### TASK DIRECTIONS
Transcribe, word for word and without additions, each line below from the one containing "StdRng::seed_from_u64(seed ^ (tid" through the one containing "assert!((18_000..22_000).contains(&counts[1]));", both ends included.

** Opening RECORDED DATA block **

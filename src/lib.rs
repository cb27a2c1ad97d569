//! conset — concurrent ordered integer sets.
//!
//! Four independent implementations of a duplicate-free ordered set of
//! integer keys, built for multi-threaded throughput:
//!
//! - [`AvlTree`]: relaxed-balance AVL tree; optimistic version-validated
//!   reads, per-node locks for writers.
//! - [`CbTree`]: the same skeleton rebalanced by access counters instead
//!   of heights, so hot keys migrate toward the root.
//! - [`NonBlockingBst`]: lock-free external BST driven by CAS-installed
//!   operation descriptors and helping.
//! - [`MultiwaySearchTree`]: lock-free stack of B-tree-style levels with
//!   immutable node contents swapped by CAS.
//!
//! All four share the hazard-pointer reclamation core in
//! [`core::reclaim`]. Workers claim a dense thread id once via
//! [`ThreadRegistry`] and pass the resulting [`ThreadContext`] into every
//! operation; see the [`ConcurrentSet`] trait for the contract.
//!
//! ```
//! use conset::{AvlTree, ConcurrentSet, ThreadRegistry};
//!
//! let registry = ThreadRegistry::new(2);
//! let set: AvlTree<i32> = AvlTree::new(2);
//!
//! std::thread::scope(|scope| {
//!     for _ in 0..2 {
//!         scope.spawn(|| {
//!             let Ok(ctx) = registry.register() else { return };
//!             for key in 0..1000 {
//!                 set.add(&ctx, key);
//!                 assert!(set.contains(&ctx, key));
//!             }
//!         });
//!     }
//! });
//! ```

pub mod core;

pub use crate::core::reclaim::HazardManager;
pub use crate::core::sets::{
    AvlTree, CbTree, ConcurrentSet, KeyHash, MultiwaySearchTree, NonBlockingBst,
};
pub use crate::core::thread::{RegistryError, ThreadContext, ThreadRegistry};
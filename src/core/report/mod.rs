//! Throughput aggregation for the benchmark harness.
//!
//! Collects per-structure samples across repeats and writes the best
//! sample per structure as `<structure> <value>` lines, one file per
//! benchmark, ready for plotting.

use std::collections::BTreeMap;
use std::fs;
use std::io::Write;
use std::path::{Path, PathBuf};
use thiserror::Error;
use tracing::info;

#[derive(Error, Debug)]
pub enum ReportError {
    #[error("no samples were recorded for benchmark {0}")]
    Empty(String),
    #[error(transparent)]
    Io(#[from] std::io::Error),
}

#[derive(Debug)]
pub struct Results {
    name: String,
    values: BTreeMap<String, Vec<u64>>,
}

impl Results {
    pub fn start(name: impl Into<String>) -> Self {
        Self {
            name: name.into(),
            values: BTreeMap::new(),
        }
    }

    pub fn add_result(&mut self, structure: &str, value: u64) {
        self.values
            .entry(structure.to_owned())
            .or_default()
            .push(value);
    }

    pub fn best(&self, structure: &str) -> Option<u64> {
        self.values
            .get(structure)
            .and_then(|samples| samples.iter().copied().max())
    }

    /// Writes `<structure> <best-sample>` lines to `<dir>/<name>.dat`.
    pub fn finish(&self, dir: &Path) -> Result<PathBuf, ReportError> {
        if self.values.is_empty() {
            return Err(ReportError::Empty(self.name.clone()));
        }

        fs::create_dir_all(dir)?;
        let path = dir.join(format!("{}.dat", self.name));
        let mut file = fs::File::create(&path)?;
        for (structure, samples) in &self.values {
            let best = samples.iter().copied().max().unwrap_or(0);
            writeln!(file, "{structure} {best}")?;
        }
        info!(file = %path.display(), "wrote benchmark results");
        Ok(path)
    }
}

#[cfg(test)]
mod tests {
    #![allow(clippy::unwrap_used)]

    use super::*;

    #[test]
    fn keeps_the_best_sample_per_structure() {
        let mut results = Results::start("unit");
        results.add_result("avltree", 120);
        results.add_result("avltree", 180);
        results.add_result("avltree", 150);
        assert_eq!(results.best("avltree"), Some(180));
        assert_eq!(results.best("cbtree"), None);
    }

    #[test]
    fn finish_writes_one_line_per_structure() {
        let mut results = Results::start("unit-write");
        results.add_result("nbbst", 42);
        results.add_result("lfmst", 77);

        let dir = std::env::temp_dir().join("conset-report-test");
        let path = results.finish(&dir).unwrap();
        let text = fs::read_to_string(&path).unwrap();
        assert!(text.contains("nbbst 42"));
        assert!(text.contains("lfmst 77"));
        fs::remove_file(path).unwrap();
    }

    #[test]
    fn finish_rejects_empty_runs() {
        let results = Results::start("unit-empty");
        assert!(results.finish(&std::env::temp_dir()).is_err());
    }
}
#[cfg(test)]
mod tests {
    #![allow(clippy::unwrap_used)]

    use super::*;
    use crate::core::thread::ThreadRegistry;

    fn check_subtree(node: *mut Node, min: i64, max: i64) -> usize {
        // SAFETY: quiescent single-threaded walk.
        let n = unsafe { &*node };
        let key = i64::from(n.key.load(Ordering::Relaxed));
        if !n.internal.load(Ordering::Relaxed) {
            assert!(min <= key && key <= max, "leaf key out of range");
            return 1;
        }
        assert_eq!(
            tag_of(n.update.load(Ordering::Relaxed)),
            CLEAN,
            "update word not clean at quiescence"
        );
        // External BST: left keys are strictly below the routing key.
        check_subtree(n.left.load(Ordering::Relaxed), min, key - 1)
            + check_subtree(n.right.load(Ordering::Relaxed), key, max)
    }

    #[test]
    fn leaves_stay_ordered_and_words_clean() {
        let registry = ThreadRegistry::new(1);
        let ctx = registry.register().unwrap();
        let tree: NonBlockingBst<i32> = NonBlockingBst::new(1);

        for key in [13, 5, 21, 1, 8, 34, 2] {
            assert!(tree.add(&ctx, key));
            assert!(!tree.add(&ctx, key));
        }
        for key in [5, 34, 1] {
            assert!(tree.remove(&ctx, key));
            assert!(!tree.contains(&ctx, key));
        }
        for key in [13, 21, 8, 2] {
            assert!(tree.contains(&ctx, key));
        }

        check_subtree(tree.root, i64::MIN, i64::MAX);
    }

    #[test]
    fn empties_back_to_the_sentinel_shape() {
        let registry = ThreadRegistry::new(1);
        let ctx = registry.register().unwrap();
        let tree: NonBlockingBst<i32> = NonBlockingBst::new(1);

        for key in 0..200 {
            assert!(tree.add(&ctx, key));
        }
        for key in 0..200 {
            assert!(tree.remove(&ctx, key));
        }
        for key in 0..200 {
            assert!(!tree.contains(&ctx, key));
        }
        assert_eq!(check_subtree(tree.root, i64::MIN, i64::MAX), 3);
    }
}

** Closing RECORDED DATA block **
** Opening RECORDED DATA block **

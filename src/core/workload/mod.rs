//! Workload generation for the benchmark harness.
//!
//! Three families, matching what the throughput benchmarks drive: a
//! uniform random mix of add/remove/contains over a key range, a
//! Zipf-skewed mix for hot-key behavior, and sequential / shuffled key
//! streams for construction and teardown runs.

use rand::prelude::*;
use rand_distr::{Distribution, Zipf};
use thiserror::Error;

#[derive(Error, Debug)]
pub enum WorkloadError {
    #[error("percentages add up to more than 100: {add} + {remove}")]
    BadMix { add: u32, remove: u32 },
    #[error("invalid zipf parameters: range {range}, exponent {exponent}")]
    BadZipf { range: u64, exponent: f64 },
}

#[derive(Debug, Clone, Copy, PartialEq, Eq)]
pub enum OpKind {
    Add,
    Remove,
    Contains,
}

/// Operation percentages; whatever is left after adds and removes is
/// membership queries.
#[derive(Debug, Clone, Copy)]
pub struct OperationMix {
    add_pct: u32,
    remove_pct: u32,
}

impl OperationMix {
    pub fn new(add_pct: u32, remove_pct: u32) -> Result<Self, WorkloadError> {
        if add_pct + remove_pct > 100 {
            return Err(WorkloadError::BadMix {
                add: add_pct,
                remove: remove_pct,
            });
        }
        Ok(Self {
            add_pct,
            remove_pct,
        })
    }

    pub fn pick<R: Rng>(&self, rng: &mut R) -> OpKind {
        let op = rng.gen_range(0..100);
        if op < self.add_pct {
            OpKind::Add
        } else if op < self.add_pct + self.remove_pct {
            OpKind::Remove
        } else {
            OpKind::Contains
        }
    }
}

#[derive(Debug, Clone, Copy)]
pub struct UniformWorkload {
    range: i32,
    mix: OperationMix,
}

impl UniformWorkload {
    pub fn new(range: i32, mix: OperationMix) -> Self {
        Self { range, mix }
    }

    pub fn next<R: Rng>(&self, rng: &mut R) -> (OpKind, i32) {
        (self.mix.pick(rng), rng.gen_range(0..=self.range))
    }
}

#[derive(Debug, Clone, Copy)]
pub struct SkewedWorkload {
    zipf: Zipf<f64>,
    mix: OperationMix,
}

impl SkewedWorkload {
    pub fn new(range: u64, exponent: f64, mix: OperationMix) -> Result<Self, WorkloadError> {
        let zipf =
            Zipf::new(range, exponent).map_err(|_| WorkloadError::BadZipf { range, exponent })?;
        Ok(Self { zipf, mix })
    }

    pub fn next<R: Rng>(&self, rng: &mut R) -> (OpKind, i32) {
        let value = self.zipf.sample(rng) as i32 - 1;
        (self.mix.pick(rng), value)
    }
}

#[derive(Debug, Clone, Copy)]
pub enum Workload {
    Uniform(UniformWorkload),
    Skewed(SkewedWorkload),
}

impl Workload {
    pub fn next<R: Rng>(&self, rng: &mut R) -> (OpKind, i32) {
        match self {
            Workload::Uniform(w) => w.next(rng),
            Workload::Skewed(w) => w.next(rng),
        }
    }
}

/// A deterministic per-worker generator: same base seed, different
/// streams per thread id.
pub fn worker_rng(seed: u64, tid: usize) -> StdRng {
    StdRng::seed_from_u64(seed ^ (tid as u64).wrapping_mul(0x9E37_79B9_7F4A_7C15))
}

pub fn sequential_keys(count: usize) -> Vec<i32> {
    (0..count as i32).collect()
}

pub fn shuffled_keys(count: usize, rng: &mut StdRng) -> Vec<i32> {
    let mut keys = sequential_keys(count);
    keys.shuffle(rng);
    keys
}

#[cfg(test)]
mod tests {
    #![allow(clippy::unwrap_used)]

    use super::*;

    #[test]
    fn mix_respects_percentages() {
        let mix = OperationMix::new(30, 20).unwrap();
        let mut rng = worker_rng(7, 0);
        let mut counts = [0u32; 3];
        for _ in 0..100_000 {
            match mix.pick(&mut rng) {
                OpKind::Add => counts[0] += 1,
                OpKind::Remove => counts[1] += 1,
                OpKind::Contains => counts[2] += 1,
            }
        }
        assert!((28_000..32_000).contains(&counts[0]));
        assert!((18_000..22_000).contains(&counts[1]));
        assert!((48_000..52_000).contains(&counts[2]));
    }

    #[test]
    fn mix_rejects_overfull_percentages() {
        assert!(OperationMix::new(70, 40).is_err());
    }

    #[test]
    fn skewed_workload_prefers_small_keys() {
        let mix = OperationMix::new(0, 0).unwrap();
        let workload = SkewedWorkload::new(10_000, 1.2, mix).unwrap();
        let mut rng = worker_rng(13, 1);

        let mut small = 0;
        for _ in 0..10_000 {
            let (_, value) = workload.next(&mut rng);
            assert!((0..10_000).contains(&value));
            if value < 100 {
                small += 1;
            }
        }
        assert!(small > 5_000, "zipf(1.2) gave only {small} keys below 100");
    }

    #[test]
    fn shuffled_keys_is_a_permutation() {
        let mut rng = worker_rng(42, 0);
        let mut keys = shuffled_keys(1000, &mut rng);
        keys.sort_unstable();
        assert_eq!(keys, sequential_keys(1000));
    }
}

** Closing RECORDED DATA block **

### ANSWER AREA
    StdRng::seed_from_u64(seed ^ (tid as u64).wrapping_mul(0x9E37_79B9_7F4A_7C15))
}

pub fn sequential_keys(count: usize) -> Vec<i32> {
    (0..count as i32).collect()
}

pub fn shuffled_keys(count: usize, rng: &mut StdRng) -> Vec<i32> {
    let mut keys = sequential_keys(count);
    keys.shuffle(rng);
    keys
}

#[cfg(test)]
mod tests {
    #![allow(clippy::unwrap_used)]

    use super::*;

    #[test]
    fn mix_respects_percentages() {
        let mix = OperationMix::new(30, 20).unwrap();
        let mut rng = worker_rng(7, 0);
        let mut counts = [0u32; 3];
        for _ in 0..100_000 {
            match mix.pick(&mut rng) {
                OpKind::Add => counts[0] += 1,
                OpKind::Remove => counts[1] += 1,
                OpKind::Contains => counts[2] += 1,
            }
        }
        assert!((28_000..32_000).contains(&counts[0]));
        assert!((18_000..22_000).contains(&counts[1]));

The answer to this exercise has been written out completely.